China has largely contained the internal spread of the virus, but the recent rise has raised concerns about the proximity to the capital, Beijing, and the impending rush of people planning to travel long distances to join their families during the most important traditional Lunar New Year holiday.
The National Health Commission said Friday that 1,001 patients were being cared for by the disease, 26 in serious condition. It was said that 144 new cases were registered in the last 24 hours. Hebei accounted for 90 of the new cases, while Heilongjiang Province, further north, reported 43.
Local transmissions also occurred in the southern region of Guangxi and northern Shaanxi Province, illustrating the virus’s ability to move through the vast country of 1.4 billion people despite quarantine, travel restrictions and electronic surveillance. .
To date, China has reported 87,988 confirmed cases with 4,635 deaths.
Shijiazhuang has been located under virtual enclosure, along with the cities of Xingtai and Langfang in Hebei, parts of Beijing and other northeastern cities. This has cut off travel routes, while more than 20 million people have been told to stay home for the next few days.
China is moving forward with inoculations using vaccines developed by China, with more than 9 million people already vaccinated and is expected to have 50 million shot in the middle of next month.
About 4,000 doses are delivered daily to the Chaoyang Planning Art Museum, one of more than 240 sites in Beijing, where the first of two doses was being given on Friday to high-risk groups, including medical, delivery and transport.
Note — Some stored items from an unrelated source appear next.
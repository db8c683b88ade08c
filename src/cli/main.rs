//! definition-cli: expand, flatten and check analysis definitions

use std::path::PathBuf;
use std::process::ExitCode;

use anyhow::Context;
use clap::{Parser, Subcommand};
use tracing_subscriber::{EnvFilter, layer::SubscriberExt, util::SubscriberInitExt};

use analysis_definition_sdk::cli::commands::{
    ConvertOptions, handle_check, handle_expand, handle_flatten, handle_nodes, load_config,
};
use analysis_definition_sdk::cli::output::OutputFormat;

#[derive(Parser)]
#[command(name = "definition-cli")]
#[command(about = "Convert analysis definitions between configuration trees and the service shape", long_about = None)]
struct Cli {
    /// TOML file with conversion settings
    #[arg(short, long, global = true)]
    config: Option<PathBuf>,

    /// Use permissive settings: first populated variant wins, malformed scalars are dropped
    #[arg(long, global = true)]
    compatible: bool,

    /// Output format (json or yaml)
    #[arg(short, long, global = true, default_value = "json")]
    format: OutputFormat,

    #[command(subcommand)]
    command: Commands,
}

#[derive(Subcommand)]
enum Commands {
    /// List node types, or describe one
    Nodes { name: Option<String> },
    /// Expand a configuration tree into a domain value
    Expand {
        /// Node type of the document root
        #[arg(short, long, default_value = "AnalysisDefinition")]
        node: String,
        /// Render the service wire shape instead of the domain value
        #[arg(long)]
        wire: bool,
        /// Input file, or - for stdin
        input: String,
    },
    /// Flatten a wire document into a configuration tree
    Flatten {
        #[arg(short, long, default_value = "AnalysisDefinition")]
        node: String,
        /// Input is a serialized domain value rather than a wire document
        #[arg(long)]
        domain: bool,
        input: String,
    },
    /// Check that a configuration tree expands cleanly
    Check {
        #[arg(short, long, default_value = "AnalysisDefinition")]
        node: String,
        input: String,
    },
}

fn run(cli: Cli) -> anyhow::Result<String> {
    let config = load_config(cli.config.as_deref(), cli.compatible)
        .context("Failed to load conversion config")?;
    let options = |node: String| ConvertOptions {
        node,
        config: config.clone(),
        format: cli.format,
    };

    let output = match cli.command {
        Commands::Nodes { name } => handle_nodes(name.as_deref())?,
        Commands::Expand { node, wire, input } => handle_expand(&options(node), &input, wire)?,
        Commands::Flatten { node, domain, input } => {
            handle_flatten(&options(node), &input, domain)?
        }
        Commands::Check { node, input } => handle_check(&options(node), &input)?,
    };
    Ok(output)
}

fn main() -> ExitCode {
    tracing_subscriber::registry()
        .with(EnvFilter::try_from_default_env().unwrap_or_else(|_| EnvFilter::new("warn")))
        .with(tracing_subscriber::fmt::layer().with_writer(std::io::stderr))
        .init();

    match run(Cli::parse()) {
        Ok(output) => {
            print!("{}", output);
            ExitCode::SUCCESS
        }
        Err(e) => {
            eprintln!("Error: {:#}", e);
            ExitCode::FAILURE
        }
    }
}
//! Domain object graph values
//!
//! The resolved, strongly-shaped mirror of a configuration tree: typed leaves,
//! structs with optional fields, ordered sequences and resolved oneof variants.

use std::collections::BTreeMap;

use chrono::{DateTime, FixedOffset};
use serde::{Deserialize, Serialize};

/// A typed scalar
#[derive(Debug, Clone, PartialEq, Serialize, Deserialize)]
#[serde(rename_all = "camelCase")]
pub enum Leaf {
    String(String),
    Integer(i64),
    Float(f64),
    Bool(bool),
    /// A value of a closed string set
    Enum(String),
    /// An absolute instant, keeping the offset it was written with
    Timestamp(DateTime<FixedOffset>),
    /// A `#RRGGBB` colour
    Color(String),
}

impl Leaf {
    pub fn kind_name(&self) -> &'static str {
        match self {
            Leaf::String(_) => "string",
            Leaf::Integer(_) => "integer",
            Leaf::Float(_) => "float",
            Leaf::Bool(_) => "bool",
            Leaf::Enum(_) => "enum",
            Leaf::Timestamp(_) => "timestamp",
            Leaf::Color(_) => "color",
        }
    }

    pub fn as_str(&self) -> Option<&str> {
        match self {
            Leaf::String(s) | Leaf::Enum(s) | Leaf::Color(s) => Some(s),
            _ => None,
        }
    }

    pub fn as_i64(&self) -> Option<i64> {
        match self {
            Leaf::Integer(v) => Some(*v),
            _ => None,
        }
    }

    pub fn as_f64(&self) -> Option<f64> {
        match self {
            Leaf::Float(v) => Some(*v),
            Leaf::Integer(v) => Some(*v as f64),
            _ => None,
        }
    }
}

/// A node of the domain object graph
///
/// Absent optional fields are simply missing from [`DomainValue::Struct`].
#[derive(Debug, Clone, PartialEq, Serialize, Deserialize)]
#[serde(rename_all = "camelCase")]
pub enum DomainValue {
    Leaf(Leaf),
    Struct(BTreeMap<String, DomainValue>),
    Sequence(Vec<DomainValue>),
    /// The single populated member of a oneof group
    Variant(String, Box<DomainValue>),
}

impl DomainValue {
    /// Build a struct from `(field, value)` pairs
    pub fn structure<I, K>(fields: I) -> Self
    where
        I: IntoIterator<Item = (K, DomainValue)>,
        K: Into<String>,
    {
        DomainValue::Struct(fields.into_iter().map(|(k, v)| (k.into(), v)).collect())
    }

    pub fn variant(tag: impl Into<String>, value: DomainValue) -> Self {
        DomainValue::Variant(tag.into(), Box::new(value))
    }

    pub fn string(value: impl Into<String>) -> Self {
        DomainValue::Leaf(Leaf::String(value.into()))
    }

    pub fn enumeration(value: impl Into<String>) -> Self {
        DomainValue::Leaf(Leaf::Enum(value.into()))
    }

    pub fn integer(value: i64) -> Self {
        DomainValue::Leaf(Leaf::Integer(value))
    }

    pub fn float(value: f64) -> Self {
        DomainValue::Leaf(Leaf::Float(value))
    }

    pub fn boolean(value: bool) -> Self {
        DomainValue::Leaf(Leaf::Bool(value))
    }

    pub fn kind_name(&self) -> &'static str {
        match self {
            DomainValue::Leaf(_) => "leaf",
            DomainValue::Struct(_) => "struct",
            DomainValue::Sequence(_) => "sequence",
            DomainValue::Variant(..) => "variant",
        }
    }

    /// Field lookup on a struct
    pub fn get(&self, name: &str) -> Option<&DomainValue> {
        match self {
            DomainValue::Struct(fields) => fields.get(name),
            _ => None,
        }
    }

    pub fn as_leaf(&self) -> Option<&Leaf> {
        match self {
            DomainValue::Leaf(leaf) => Some(leaf),
            _ => None,
        }
    }

    pub fn as_sequence(&self) -> Option<&[DomainValue]> {
        match self {
            DomainValue::Sequence(items) => Some(items),
            _ => None,
        }
    }

    pub fn as_variant(&self) -> Option<(&str, &DomainValue)> {
        match self {
            DomainValue::Variant(tag, value) => Some((tag, value)),
            _ => None,
        }
    }

    /// Number of populated fields of a struct, 0 for other kinds
    pub fn field_count(&self) -> usize {
        match self {
            DomainValue::Struct(fields) => fields.len(),
            _ => 0,
        }
    }
}

impl From<Leaf> for DomainValue {
    fn from(leaf: Leaf) -> Self {
        DomainValue::Leaf(leaf)
    }
}

#[cfg(test)]
mod tests {
    use super::*;

    #[test]
    fn test_accessors() {
        let value = DomainValue::structure([
            ("filter_id", DomainValue::string("f1")),
            (
                "aggregation_function",
                DomainValue::variant(
                    "categorical_aggregation_function",
                    DomainValue::enumeration("COUNT"),
                ),
            ),
        ]);

        assert_eq!(value.field_count(), 2);
        assert_eq!(
            value.get("filter_id").and_then(DomainValue::as_leaf),
            Some(&Leaf::String("f1".to_string()))
        );
        let (tag, payload) = value
            .get("aggregation_function")
            .and_then(DomainValue::as_variant)
            .unwrap();
        assert_eq!(tag, "categorical_aggregation_function");
        assert_eq!(payload.as_leaf().and_then(Leaf::as_str), Some("COUNT"));
    }

    #[test]
    fn test_leaf_numeric_views() {
        assert_eq!(Leaf::Integer(5).as_f64(), Some(5.0));
        assert_eq!(Leaf::Float(2.5).as_i64(), None);
    }
}
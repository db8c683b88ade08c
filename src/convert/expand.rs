//! Expand engine: configuration tree to domain object graph

use std::collections::BTreeMap;

use tracing::{debug, trace, warn};

use super::codec;
use super::config::{ConversionConfig, MalformedScalarPolicy, VariantPolicy};
use super::oneof::{self, Resolution};
use crate::error::{ExpandError, ExpandErrorKind, ExpandResult, FieldPath, PathSegment};
use crate::models::{ConfigValue, DomainValue};
use crate::schema::{Cardinality, Field, OneOfSchema, ScalarSchema, SchemaNode, StructSchema};
use crate::validation::{check_cardinality, check_scalar};

/// Recursive-descent expander for a single conversion
///
/// Tracks the current field path so that errors and warnings point at the
/// offending node.
pub(crate) struct Expander<'c> {
    config: &'c ConversionConfig,
    path: Vec<PathSegment>,
    depth: usize,
}

impl<'c> Expander<'c> {
    pub(crate) fn new(config: &'c ConversionConfig) -> Self {
        Self {
            config,
            path: Vec::new(),
            depth: 0,
        }
    }

    /// Expand a root node; the root must resolve to a value
    pub(crate) fn expand_root(&mut self, tree: &ConfigValue, node: &SchemaNode) -> ExpandResult<DomainValue> {
        debug!("Expanding {}", node.name());
        match self.expand_node(tree, node)? {
            Some(value) => Ok(value),
            None => Err(self.error(absent_kind(node, node.name()))),
        }
    }

    fn current_path(&self) -> FieldPath {
        FieldPath::from_segments(self.path.clone())
    }

    fn error(&self, kind: ExpandErrorKind) -> ExpandError {
        ExpandError {
            path: self.current_path(),
            kind,
        }
    }

    fn expand_node(&mut self, tree: &ConfigValue, node: &SchemaNode) -> ExpandResult<Option<DomainValue>> {
        match node {
            SchemaNode::Scalar(schema) => self.expand_scalar(tree, schema),
            SchemaNode::Struct(schema) => {
                self.descend()?;
                let value = self.expand_struct(tree, schema)?;
                self.depth -= 1;
                Ok(Some(value))
            }
            SchemaNode::OneOf(schema) => {
                self.descend()?;
                let value = self.expand_oneof(tree, schema)?;
                self.depth -= 1;
                Ok(value)
            }
        }
    }

    fn descend(&mut self) -> ExpandResult<()> {
        self.depth += 1;
        if self.depth > self.config.max_depth {
            return Err(self.error(ExpandErrorKind::MaxDepthExceeded {
                depth: self.depth,
                max: self.config.max_depth,
            }));
        }
        Ok(())
    }

    fn expand_scalar(&mut self, tree: &ConfigValue, schema: &ScalarSchema) -> ExpandResult<Option<DomainValue>> {
        let scalar = match tree {
            ConfigValue::Scalar(scalar) => scalar,
            other => {
                return Err(self.error(ExpandErrorKind::TypeMismatch {
                    expected: schema.kind.name(),
                    found: other.kind_name(),
                }));
            }
        };

        match codec::decode(scalar, schema, self.config) {
            Ok(Some(leaf)) => {
                if self.config.validate_constraints {
                    check_scalar(scalar, schema).map_err(|kind| self.error(kind))?;
                }
                Ok(Some(DomainValue::Leaf(leaf)))
            }
            Ok(None) => Ok(None),
            Err(kind @ ExpandErrorKind::MalformedScalar { .. })
                if self.config.malformed_scalar_policy == MalformedScalarPolicy::Lenient =>
            {
                warn!("{}: {}; value dropped", self.current_path(), kind);
                Ok(None)
            }
            Err(kind) => Err(self.error(kind)),
        }
    }

    fn expand_struct(&mut self, tree: &ConfigValue, schema: &StructSchema) -> ExpandResult<DomainValue> {
        let block = self.block(tree)?;
        for key in block.keys() {
            if schema.field(key).is_none() {
                debug!("{}: ignoring unknown field {:?} of {}", self.current_path(), key, schema.name);
            }
        }

        let mut fields = BTreeMap::new();
        for field in &schema.fields {
            self.path.push(PathSegment::Field(field.name.clone()));
            let value = match block.get(&field.name) {
                Some(value) => {
                    trace!("{}", self.current_path());
                    self.expand_field(value, field)?
                }
                // an absent repeated field has zero elements
                None if self.config.enforce_cardinality && field.cardinality.is_repeated() => {
                    check_cardinality(0, field.cardinality).map_err(|kind| self.error(kind))?;
                    None
                }
                None => None,
            };
            match value {
                Some(value) => {
                    fields.insert(field.name.clone(), value);
                }
                None if field.is_required() => {
                    return Err(self.error(ExpandErrorKind::MissingRequiredField {
                        field: field.name.clone(),
                    }));
                }
                None => {}
            }
            self.path.pop();
        }
        Ok(DomainValue::Struct(fields))
    }

    fn expand_oneof(&mut self, tree: &ConfigValue, schema: &OneOfSchema) -> ExpandResult<Option<DomainValue>> {
        let block = self.block(tree)?;
        for key in block.keys() {
            if schema.variant(key).is_none() {
                debug!("{}: ignoring unknown field {:?} of {}", self.current_path(), key, schema.name);
            }
        }

        let (field, value) = match oneof::resolve(block, schema) {
            Resolution::Empty => return Ok(None),
            Resolution::Single(field, value) => (field, value),
            Resolution::Ambiguous(populated) => {
                let names: Vec<String> = populated.iter().map(|(f, _)| f.name.clone()).collect();
                match self.config.variant_policy {
                    VariantPolicy::Strict => {
                        return Err(self.error(ExpandErrorKind::AmbiguousVariant { populated: names }));
                    }
                    VariantPolicy::FirstMatch => {
                        warn!(
                            "{}: several variants of {} are set [{}], using {}",
                            self.current_path(),
                            schema.name,
                            names.join(", "),
                            names[0]
                        );
                        populated[0]
                    }
                }
            }
        };

        self.path.push(PathSegment::Field(field.name.clone()));
        let payload = self.expand_field(value, field)?;
        self.path.pop();
        Ok(payload.map(|payload| DomainValue::Variant(field.name.clone(), Box::new(payload))))
    }

    fn expand_field(&mut self, value: &ConfigValue, field: &Field) -> ExpandResult<Option<DomainValue>> {
        match field.cardinality {
            Cardinality::Required | Cardinality::OptionalSingle => {
                if !field.node.is_block() {
                    return self.expand_node(value, &field.node);
                }
                let items = match value {
                    ConfigValue::OrderedList(items) => items,
                    other => {
                        return Err(self.error(ExpandErrorKind::TypeMismatch {
                            expected: "list",
                            found: other.kind_name(),
                        }));
                    }
                };
                check_cardinality(items.len(), field.cardinality).map_err(|kind| self.error(kind))?;
                match items.first() {
                    Some(item) => {
                        let expanded = self.expand_node(item, &field.node)?;
                        if expanded.is_none() && field.is_required() {
                            return Err(self.error(absent_kind(&field.node, &field.name)));
                        }
                        Ok(expanded)
                    }
                    None => Ok(None),
                }
            }
            Cardinality::List { .. } => match value {
                ConfigValue::OrderedList(items) => self.expand_elements(items, field),
                other => Err(self.error(ExpandErrorKind::TypeMismatch {
                    expected: "list",
                    found: other.kind_name(),
                })),
            },
            Cardinality::Set { .. } => match value {
                ConfigValue::UnorderedSet(items) | ConfigValue::OrderedList(items) => {
                    self.expand_elements(items, field)
                }
                other => Err(self.error(ExpandErrorKind::TypeMismatch {
                    expected: "set",
                    found: other.kind_name(),
                })),
            },
        }
    }

    fn expand_elements(&mut self, items: &[ConfigValue], field: &Field) -> ExpandResult<Option<DomainValue>> {
        if self.config.enforce_cardinality {
            check_cardinality(items.len(), field.cardinality).map_err(|kind| self.error(kind))?;
        }

        let mut elements = Vec::with_capacity(items.len());
        for (index, item) in items.iter().enumerate() {
            self.path.push(PathSegment::Index(index));
            match self.expand_node(item, &field.node)? {
                Some(value) => elements.push(value),
                None => {
                    if let Some(schema) = field.node.as_oneof() {
                        if dropped_variant(item, schema, self.config) {
                            warn!(
                                "{}: variant payload of {} was dropped; element skipped",
                                self.current_path(),
                                schema.name
                            );
                        } else {
                            return Err(self.error(ExpandErrorKind::EmptyVariant {
                                candidates: schema.candidate_names(),
                            }));
                        }
                    }
                }
            }
            self.path.pop();
        }

        if elements.is_empty() {
            Ok(None)
        } else {
            Ok(Some(DomainValue::Sequence(elements)))
        }
    }

    fn block<'t>(&self, tree: &'t ConfigValue) -> ExpandResult<&'t BTreeMap<String, ConfigValue>> {
        match tree {
            ConfigValue::Block(block) => Ok(block),
            other => Err(self.error(ExpandErrorKind::TypeMismatch {
                expected: "block",
                found: other.kind_name(),
            })),
        }
    }
}

/// Whether a oneof element resolved to nothing only because the lenient policy
/// dropped the payload of a populated candidate
pub(crate) fn dropped_variant(
    item: &ConfigValue,
    schema: &OneOfSchema,
    config: &ConversionConfig,
) -> bool {
    config.malformed_scalar_policy == MalformedScalarPolicy::Lenient
        && item
            .as_block()
            .is_some_and(|block| !matches!(oneof::resolve(block, schema), Resolution::Empty))
}

/// Error for a node that is required but resolved to nothing
fn absent_kind(node: &SchemaNode, field: &str) -> ExpandErrorKind {
    match node {
        SchemaNode::OneOf(schema) => ExpandErrorKind::EmptyVariant {
            candidates: schema.candidate_names(),
        },
        _ => ExpandErrorKind::MissingRequiredField {
            field: field.to_string(),
        },
    }
}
The vaccine, produced by a Beijing subsidiary of state-owned Sinopharm, is the first to be approved for general use in China.
“Vaccinating me is not only about protecting myself, but also protecting the people around me,” Ding Jianguang, a social worker who received her first shot earlier this month, told foreign journalists.
Former World Health Organization official Keiji Fukuda, who is not part of the Wuhan team, warned of expectations of any progress in the visit, saying it could be years before conclusions could be reached. firm about the origin of the virus.
“China will want to avoid guilt, perhaps by changing the narrative. They want them to be competent and transparent, “he told The Associated Press in a video interview from Hong Kong.
For its part, the WHO wants to project the image that “it takes, exercises leadership, takes and does things in a timely manner,” he said.
Scientists suspect the virus has killed more than 1.9 million people worldwide since it jumped humans from bats or other animals in late 2019, possibly in southwest China.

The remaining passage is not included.